À mes côtés dans le taxi qui nous mène chez Florentine, Althéa est toute tremblotante. J’essaie de la rassurer, mais je vois qu’elle a peur. Je me demande pourquoi a-t-elle voulu voir Florentine et pourquoi moi j’ai accepté de l’y emmener. Peut-être à un certain moment me suis-je dit qu’elle ressentait un quelconque remords pour ses séances de jalousie à l’égard de Florentine et moi et qu’elle souhaite en quelque sorte s’excuser. Je dis bien peut-être, on ne sait jamais ce qui se passe réellement dans la tête d’une fille !
Le taxi nous dépose non loin de la demeure de Florentine. Nous continuons à pied. J’ai annoncé notre venue à Florentine hier en rentrant de l’école, elle a accepté sans aucune hésitation dans sa voix patraque, m’annonçant que pour elle ce serait une joie de pouvoir enfin converser avec l’élue de mon cœur. Ca m’a fait sourire, un peu…
Althéa me prend la main à mesure qu’on s’approche de la maison. La tante de Florentine vient nous offrir. Son visage arbore ce même sourire mêlé à une tristesse indicible. Je puis la comprendre. Cette bonne femme a dû prendre congé dans son travail pour s’occuper de sa nièce malade. Elle prend beaucoup sur elle pour ne pas flancher, et je peux constater cela, tellement elle parait épuisée et malade.
« Floflo est dans le salon, ce matin, elle est de très bonne humeur ! »
Althéa et moi recevons cette nouvelle avec joie. Elle nous mène jusqu’à l’embrasure du salon et prend congé de nous. Florentine est en pleine session d’un dessin animé, family guy. Je la vois sourire, et ça, ça me fait terriblement plaisir.
« Florentine, je t’ai amené quelqu’un ! »
Elle se retourne vers nous et nous fait son plus beau sourire. Elle ouvre grand les bras et fait signe à Althéa de venir la rejoindre. Ma chérie s’approche vers et lui fait un câlin, tout en faisant tout son possible pour ne pas trop la presser.
Elle a beaucoup maigri. J’ai de la peine à chaque fois que je la fois. Une seule chose pourtant est resté intacte : sa manière à elle de témoigner de l’affection envers les gens.
« Vous êtes définitivement en retard ! Je vous espérais beaucoup tôt hein ! »
Althéa s’assoit en face de Florentine et moi, je reste debout. J’avoue ne pas trop savoir où et comment me tenir. D’un côté, j’ai peur d’être trop affectueux avec Florentine et du coup gêner Althéa et de l’autre côté, j’ai peur d’être trop distant envers mon amie, ce qui serait encore plus suspect. Je préfère donc jouer le mec évasif, cool, ne restant jamais en place et bien trop serviable pour l’occasion.
Au bout d’un instant, j’entends Florentine dire à Althéa :
« Je suis vraiment contente que Sanon t’ait amené ici… »

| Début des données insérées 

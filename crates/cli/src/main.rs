//! CLI for replaying auction scenarios.
//!
//! This binary provides commands for:
//! - Running a call script against a fresh auction
//! - Inspecting a saved auction snapshot

use anyhow::{anyhow, Context, Result};
use clap::{Parser, Subcommand};
use std::fs;
use std::path::{Path, PathBuf};
use tracing::info;

use auction_cli::{run_script, GenesisFile, ScriptStep};
use auction_engine::{AuctionEngine, AuctionQuery, AuctionQueryResponse};
use auction_types::address_hex;

#[derive(Parser)]
#[command(name = "auction-cli")]
#[command(about = "Replay and inspect countdown auctions")]
struct Cli {
    #[command(subcommand)]
    command: Commands,
}

#[derive(Subcommand)]
enum Commands {
    /// Run a call script against a fresh auction
    Run {
        /// Genesis file (JSON)
        #[arg(long)]
        genesis: PathBuf,

        /// Script of calls (JSON array of steps)
        #[arg(long)]
        script: PathBuf,

        /// Write a snapshot of the final state here
        #[arg(long)]
        snapshot_out: Option<PathBuf>,
    },

    /// Print the state held in a snapshot
    Inspect {
        /// Snapshot written by `run --snapshot-out`
        #[arg(long)]
        snapshot: PathBuf,
    },
}

fn read_json<T: serde::de::DeserializeOwned>(path: &Path) -> Result<T> {
    let raw = fs::read_to_string(path).with_context(|| format!("reading {}", path.display()))?;
    serde_json::from_str(&raw).with_context(|| format!("parsing {}", path.display()))
}

fn run_cmd(genesis: &Path, script: &Path, snapshot_out: Option<&Path>) -> Result<()> {
    let genesis: GenesisFile = read_json(genesis)?;
    let steps: Vec<ScriptStep> = read_json(script)?;

    let engine = AuctionEngine::from_genesis(&genesis.to_config()?)?;
    let reports = run_script(&engine, &steps)?;

    let rejected = reports.iter().filter(|r| r.result.is_err()).count();
    for report in &reports {
        println!("{}", report.render());
    }
    println!();
    println!(
        "{} steps, {} accepted, {} rejected",
        reports.len(),
        reports.len() - rejected,
        rejected
    );
    print_summary(&engine);

    if let Some(path) = snapshot_out {
        let bytes = engine.snapshot()?;
        fs::write(path, &bytes).with_context(|| format!("writing {}", path.display()))?;
        info!("Snapshot of {} bytes written to {}", bytes.len(), path.display());
    }

    Ok(())
}

fn inspect_cmd(snapshot: &Path) -> Result<()> {
    let bytes = fs::read(snapshot).with_context(|| format!("reading {}", snapshot.display()))?;
    let engine = AuctionEngine::restore(&bytes)?;
    print_summary(&engine);
    Ok(())
}

fn print_summary(engine: &AuctionEngine) {
    let summary = engine.summary();
    println!("Auction:");
    println!("  Auctioneer: {}", address_hex(&summary.auctioneer));
    println!(
        "  Rule: starting price {}, minimum step {}",
        summary.rule.starting_price, summary.rule.minimum_step
    );
    println!("  Phase: {}", summary.phase);
    println!("  Price: {}", summary.current_price);
    match summary.current_winner {
        Some(winner) => println!("  Winner: {}", address_hex(&winner)),
        None => println!("  Winner: none"),
    }
    println!("  Announcements: {}", summary.announce_count);
    println!("  Escrow held: {}", summary.total_escrow);

    if let AuctionQueryResponse::Bidders(bidders) = engine.query(AuctionQuery::Bidders) {
        println!("  Bidders ({}):", bidders.len());
        for (address, bidder) in bidders {
            println!(
                "    {}  allowance={} deposit={}{}",
                address_hex(&address),
                bidder.token_allowance,
                bidder.deposit,
                if bidder.withdrawn { " (withdrawn)" } else { "" }
            );
        }
    }
}

fn main() -> Result<()> {
    tracing_subscriber::fmt()
        .with_env_filter(
            tracing_subscriber::EnvFilter::from_default_env()
                .add_directive("auction_cli=info".parse()?)
                .add_directive("auction_engine=info".parse()?),
        )
        .init();

    let cli = Cli::parse();

    match cli.command {
        Commands::Run {
            genesis,
            script,
            snapshot_out,
        } => run_cmd(&genesis, &script, snapshot_out.as_deref()),

        Commands::Inspect { snapshot } => {
            if !snapshot.exists() {
                return Err(anyhow!("Snapshot {} not found", snapshot.display()));
            }
            inspect_cmd(&snapshot)
        }
    }
}
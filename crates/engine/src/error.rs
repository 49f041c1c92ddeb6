//! Auction engine error types.

use thiserror::Error;

use auction_types::{Amount, Phase};

/// Errors that can occur when executing an auction call.
///
/// A call that returns any of these has not modified the auction.
#[derive(Debug, Clone, PartialEq, Eq, Error)]
pub enum AuctionError {
    #[error("Not authorized")]
    Unauthorized,

    #[error("Invalid state. Expected: {expected:?}, Got: {got:?}")]
    InvalidState { expected: Phase, got: Phase },

    #[error("Invalid input: {0}")]
    InvalidInput(String),

    #[error("Bid too low: {got} is below current price {current} plus minimum step {step}")]
    BidTooLow {
        current: Amount,
        step: Amount,
        got: Amount,
    },

    #[error("Nothing to withdraw")]
    NothingToWithdraw,

    #[error("Amount overflow")]
    AmountOverflow,

    #[error("Invalid snapshot: {0}")]
    Snapshot(String),
}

Althéa s’éclaircit la gorge, puis dit :
« En fait, c’est moi qui lui ai fait la requête. »
Florentine jette un regard incompris vers ma position puis se retourne rapidement vers Althéa. Elle bredouille :
« Mer…Merci alors. »
Althéa ne dit rien. Un silence gênant finit par s’installer entre nous. Au bout d’une minute qui finit par sembler une éternité, Florentine dit :
« Sanon est le seul ami que j’ai eu de toute mon existence, tu sais… Il a été là pour moi pendant tellement de fois au cours de ces derniers mois que je ne saurais jamais comment le remercier correctement. C’est un type bien que tu as là »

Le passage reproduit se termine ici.